The LAB (Lightness, A channel, and B channel) color mode is used by many high-end color professionals because of its wide color range. Using LAB, you can make adjustments to luminosity (lightness) without affecting color. In this mode, you can select and change an L (lightness or luminosity) channel without affecting the A channel (green and red) and the B channel (blue and yellow).
LAB mode is also good to use if you’re in a color-managed environment and want to easily move from one color system to another with no loss of color.
Some professionals prefer to sharpen images in LAB mode because they can select just the Lightness channel and choose Filter⇒Sharpen⇒Unsharp Mask to sharpen only the gray matter of the image, leaving the color noise-free.
Multichannel is used for many things; you can end up in this mode and not know how you got there. Deleting a channel from an RGB, a CMYK, or a LAB image automatically converts the image to Multichannel mode. This mode supports multiple spot colors.
You have more functionality in 16-bit and even 32-bit mode. Depending on your needs, you may spend most of your time in 8-bit mode, which is more than likely all you need.

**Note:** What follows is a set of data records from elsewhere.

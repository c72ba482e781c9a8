use uuid::Uuid;

use crate::{
    audit,
    domain::{CompanyRole, RequestContext, pricing::validate_price},
    dto::products::{CreateProductRequest, ProductList, UpdateProductRequest},
    entity::products::{ActiveModel, Column, Entity as Products, Model as ProductModel},
    error::{AppError, AppResult},
    middleware::tenancy::ensure_company_role,
    models::Product,
    response::{ApiResponse, Empty, Meta},
    routes::params::{ProductQuery, ProductSortBy, SortOrder},
    state::AppState,
};
use sea_orm::{
    ActiveModelTrait, ColumnTrait, Condition, ConnectionTrait, EntityTrait, PaginatorTrait,
    QueryFilter, QueryOrder, QuerySelect, Set,
};
use sea_orm::sea_query::Expr;
use sea_orm::sea_query::extension::postgres::PgExpr;
use sea_orm::ActiveValue::NotSet;

async fn find_scoped_product<C: ConnectionTrait>(
    conn: &C,
    ctx: &RequestContext,
    id: Uuid,
) -> AppResult<ProductModel> {
    Products::find()
        .filter(Column::Id.eq(id))
        .filter(Column::CompanyId.eq(ctx.company_id))
        .one(conn)
        .await?
        .ok_or(AppError::NotFound)
}

fn validate_stock(stock: i32) -> AppResult<()> {
    if stock < 0 {
        return Err(AppError::Validation("stock must not be negative".into()));
    }
    Ok(())
}

/// Catalog of the active company; prices are that company's prices.
pub async fn list_products(
    state: &AppState,
    ctx: &RequestContext,
    query: ProductQuery,
) -> AppResult<ApiResponse<ProductList>> {
    let (page, limit, offset) = query.pagination().normalize();
    let mut condition = Condition::all()
        .add(Column::CompanyId.eq(ctx.company_id))
        .add(Column::Active.eq(true));

    if let Some(search) = query.q.as_ref().filter(|s| !s.is_empty()) {
        let pattern = format!("%{}%", search);
        condition = condition.add(
            Condition::any()
                .add(Expr::col(Column::Name).ilike(pattern.clone()))
                .add(Expr::col(Column::Sku).ilike(pattern.clone()))
                .add(Expr::col(Column::Description).ilike(pattern)),
        );
    }

    if let Some(min_price) = query.min_price {
        condition = condition.add(Column::Price.gte(min_price));
    }

    if let Some(max_price) = query.max_price {
        condition = condition.add(Column::Price.lte(max_price));
    }

    let sort_by = query.sort_by.unwrap_or(ProductSortBy::CreatedAt);
    let sort_order = query.sort_order.unwrap_or(SortOrder::Desc);
    let sort_col = match sort_by {
        ProductSortBy::CreatedAt => Column::CreatedAt,
        ProductSortBy::Price => Column::Price,
        ProductSortBy::Name => Column::Name,
    };

    let mut finder = Products::find().filter(condition);
    finder = match sort_order {
        SortOrder::Asc => finder.order_by_asc(sort_col),
        SortOrder::Desc => finder.order_by_desc(sort_col),
    };

    let total = finder.clone().count(&state.orm).await? as i64;

    let items = finder
        .limit(limit as u64)
        .offset(offset as u64)
        .all(&state.orm)
        .await?
        .into_iter()
        .map(Product::from)
        .collect();

    let meta = Meta::new(page, limit, total);
    let data = ProductList { items };
    Ok(ApiResponse::success("Products", data, Some(meta)))
}

pub async fn get_product(
    state: &AppState,
    ctx: &RequestContext,
    id: Uuid,
) -> AppResult<ApiResponse<Product>> {
    let product = find_scoped_product(&state.orm, ctx, id).await?;
    Ok(ApiResponse::success("Product", Product::from(product), None))
}

pub async fn create_product(
    state: &AppState,
    ctx: &RequestContext,
    payload: CreateProductRequest,
) -> AppResult<ApiResponse<Product>> {
    ensure_company_role(ctx, &[CompanyRole::Admin])?;
    validate_price(payload.price)?;
    validate_stock(payload.stock)?;
    if payload.sku.trim().is_empty() || payload.name.trim().is_empty() {
        return Err(AppError::Validation("sku and name are required".into()));
    }

    let active = ActiveModel {
        id: Set(Uuid::new_v4()),
        company_id: Set(ctx.company_id),
        sku: Set(payload.sku.trim().to_string()),
        name: Set(payload.name),
        description: Set(payload.description),
        price: Set(payload.price),
        stock: Set(payload.stock),
        active: Set(true),
        created_at: NotSet,
    };
    let product = active.insert(&state.orm).await?;

    audit::record(
        state,
        ctx,
        "product_create",
        "products",
        serde_json::json!({ "product_id": product.id, "price": product.price }),
    )
    .await;

    Ok(ApiResponse::success(
        "Product created",
        Product::from(product),
        Some(Meta::empty()),
    ))
}

/// Price changes never touch existing order lines; those keep their snapshot.
pub async fn update_product(
    state: &AppState,
    ctx: &RequestContext,
    id: Uuid,
    payload: UpdateProductRequest,
) -> AppResult<ApiResponse<Product>> {
    ensure_company_role(ctx, &[CompanyRole::Admin])?;
    let existing = find_scoped_product(&state.orm, ctx, id).await?;

    let mut active: ActiveModel = existing.into();
    if let Some(name) = payload.name {
        active.name = Set(name);
    }
    if let Some(description) = payload.description {
        active.description = Set(Some(description));
    }
    if let Some(price) = payload.price {
        validate_price(price)?;
        active.price = Set(price);
    }
    if let Some(stock) = payload.stock {
        validate_stock(stock)?;
        active.stock = Set(stock);
    }
    if let Some(is_active) = payload.active {
        active.active = Set(is_active);
    }

    let product = active.update(&state.orm).await?;

    audit::record(
        state,
        ctx,
        "product_update",
        "products",
        serde_json::json!({ "product_id": product.id, "price": product.price }),
    )
    .await;

    Ok(ApiResponse::success(
        "Updated",
        Product::from(product),
        Some(Meta::empty()),
    ))
}

/// Products referenced by orders cannot disappear, so delete deactivates.
pub async fn delete_product(
    state: &AppState,
    ctx: &RequestContext,
    id: Uuid,
) -> AppResult<ApiResponse<Empty>> {
    ensure_company_role(ctx, &[CompanyRole::Admin])?;
    let existing = find_scoped_product(&state.orm, ctx, id).await?;

    let mut active: ActiveModel = existing.into();
    active.active = Set(false);
    active.update(&state.orm).await?;

    audit::record(
        state,
        ctx,
        "product_delete",
        "products",
        serde_json::json!({ "product_id": id }),
    )
    .await;

    Ok(ApiResponse::done("Deleted"))
}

Bit depth, or pixel depth or color depth, measures how much color information is available to display or print each pixel in an image. Greater bit depth means more available colors and more accurate color representation in the digital image. In Photoshop, this increase in accuracy also limits some available features, so don’t use it unless you have a specific request or need for it.
To use 16-bit or 32-bit color mode, you also must have a source to provide you with that information, such as a scanner or camera that offers a choice to scan in either mode.